Affected applications are clusterdb, pg_dump, pg_restore, psql,
reindexdb, and vacuumdb. The vulnerability arises only if one invokes
an affected client application with a connection string containing a
security-relevant parameter.
- CVE-2020-25695 (sandbox escape)
A security issue has been found in PostgreSQL before 12.5, where an
attacker having permission to create non-temporary objects in at least
one schema can execute arbitrary SQL functions under the identity of a
superuser.
While promptly updating PostgreSQL is the best remediation for most
users, a user unable to do that can work around the vulnerability by
disabling autovacuum and not manually running ANALYZE, CLUSTER,
REINDEX, CREATE INDEX, VACUUM FULL, REFRESH MATERIALIZED VIEW, or a
restore from output of the pg_dump command. Performance may degrade
quickly under this workaround. VACUUM without the FULL option is safe,
and all commands are fine when a trusted user owns the target object.

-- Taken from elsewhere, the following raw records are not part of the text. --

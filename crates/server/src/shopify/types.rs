//! Typed GraphQL documents and response structs for order lookup.
//!
//! The Admin API returns money amounts as decimal strings. Conversion into
//! the core [`OrderLineItem`] type goes through `parse_money_or_zero` so a
//! malformed amount degrades to zero instead of failing the lookup, and a
//! variant without a recorded inventory cost yields `unit_cost: None`.

use serde::{Deserialize, Serialize};

use profitguard_core::{OrderLineItem, parse_money_or_zero};

/// Query for fetching a single order by GID (the preload path).
pub const ORDER_BY_ID_QUERY: &str = r"
query GetOrderById($id: ID!) {
  order(id: $id) {
    id
    name
    lineItems(first: 20) {
      edges {
        node {
          id
          title
          quantity
          originalUnitPriceSet { shopMoney { amount } }
          variant { inventoryItem { unitCost { amount } } }
        }
      }
    }
  }
}";

/// Query for finding an order by its customer-facing order number.
pub const ORDER_BY_NUMBER_QUERY: &str = r"
query GetOrder($orderNumber: String!) {
  orders(first: 1, query: $orderNumber) {
    edges {
      node {
        id
        name
        lineItems(first: 20) {
          edges {
            node {
              id
              title
              quantity
              originalUnitPriceSet { shopMoney { amount } }
              variant { inventoryItem { unitCost { amount } } }
            }
          }
        }
      }
    }
  }
}";

/// An order as consumed by the calculator.
#[derive(Debug, Clone, PartialEq, Eq, Serialize, Deserialize)]
pub struct Order {
    /// Shopify order GID.
    pub id: String,
    /// Customer-facing order name (e.g., "#1001").
    pub name: String,
    /// Line items on the order.
    pub line_items: Vec<OrderLineItem>,
}

// =============================================================================
// Raw GraphQL response shapes
// =============================================================================

/// `data` payload for the order-by-id query.
#[derive(Debug, Deserialize)]
pub(crate) struct OrderByIdData {
    pub order: Option<OrderNode>,
}

/// `data` payload for the order-by-number query.
#[derive(Debug, Deserialize)]
pub(crate) struct OrdersData {
    pub orders: Connection<OrderNode>,
}

/// Generic connection wrapper (`edges` / `node`).
#[derive(Debug, Deserialize)]
pub(crate) struct Connection<T> {
    #[serde(default = "Vec::new")]
    pub edges: Vec<Edge<T>>,
}

#[derive(Debug, Deserialize)]
pub(crate) struct Edge<T> {
    pub node: T,
}

#[derive(Debug, Deserialize)]
#[serde(rename_all = "camelCase")]
pub(crate) struct OrderNode {
    pub id: String,
    pub name: String,
    pub line_items: Connection<LineItemNode>,
}

#[derive(Debug, Deserialize)]
#[serde(rename_all = "camelCase")]
pub(crate) struct LineItemNode {
    pub id: String,
    pub title: String,
    pub quantity: i64,
    pub original_unit_price_set: MoneyBag,
    pub variant: Option<VariantNode>,
}

#[derive(Debug, Deserialize)]
#[serde(rename_all = "camelCase")]
pub(crate) struct MoneyBag {
    pub shop_money: MoneyV2,
}

#[derive(Debug, Deserialize)]
pub(crate) struct MoneyV2 {
    pub amount: String,
}

#[derive(Debug, Deserialize)]
#[serde(rename_all = "camelCase")]
pub(crate) struct VariantNode {
    pub inventory_item: Option<InventoryItemNode>,
}

#[derive(Debug, Deserialize)]
#[serde(rename_all = "camelCase")]
pub(crate) struct InventoryItemNode {
    pub unit_cost: Option<MoneyV2>,
}

// =============================================================================
// Conversions
// =============================================================================

impl From<OrderNode> for Order {
    fn from(node: OrderNode) -> Self {
        Self {
            id: node.id,
            name: node.name,
            line_items: node
                .line_items
                .edges
                .into_iter()
                .map(|edge| convert_line_item(edge.node))
                .collect(),
        }
    }
}

fn convert_line_item(node: LineItemNode) -> OrderLineItem {
    let unit_cost = node
        .variant
        .and_then(|v| v.inventory_item)
        .and_then(|i| i.unit_cost)
        .map(|money| parse_money_or_zero(&money.amount));

    OrderLineItem {
        id: node.id,
        title: node.title,
        quantity: node.quantity,
        unit_price: parse_money_or_zero(&node.original_unit_price_set.shop_money.amount),
        unit_cost,
    }
}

- CVE-2020-25696 (arbitrary code execution)
A security issue has been found in PostgreSQL before 12.5, where psql's
\gset allows overwriting specially treated variables. The \gset meta-
command, which sets psql variables based on query results, does not
distinguish variables that control psql behavior. If an interactive
psql session uses \gset when querying a compromised server, the
attacker can execute arbitrary code as the operating system account
running psql. Using \gset with a prefix not found among specially
treated variables, e.g. any lowercase string, precludes the attack in
an unpatched psql.
Impact
=====
An attacker in position of man-in-the-middle might be able to access
sensitive information or even alter SQL commands. A remote,
authenticated attacker might be able to escape the PG sandbox and
execute arbitrary code on the server.
References
=========
https://www.postgresql.org/about/news/postgresql-131-125-1110-1015-9620-and-9524-released-2111/
https://security.archlinux.org/CVE-2020-25694
https://security.archlinux.org/CVE-2020-25695
https://security.archlinux.org/CVE-2020-25696
A postgresql security update has been released for Arch Linux.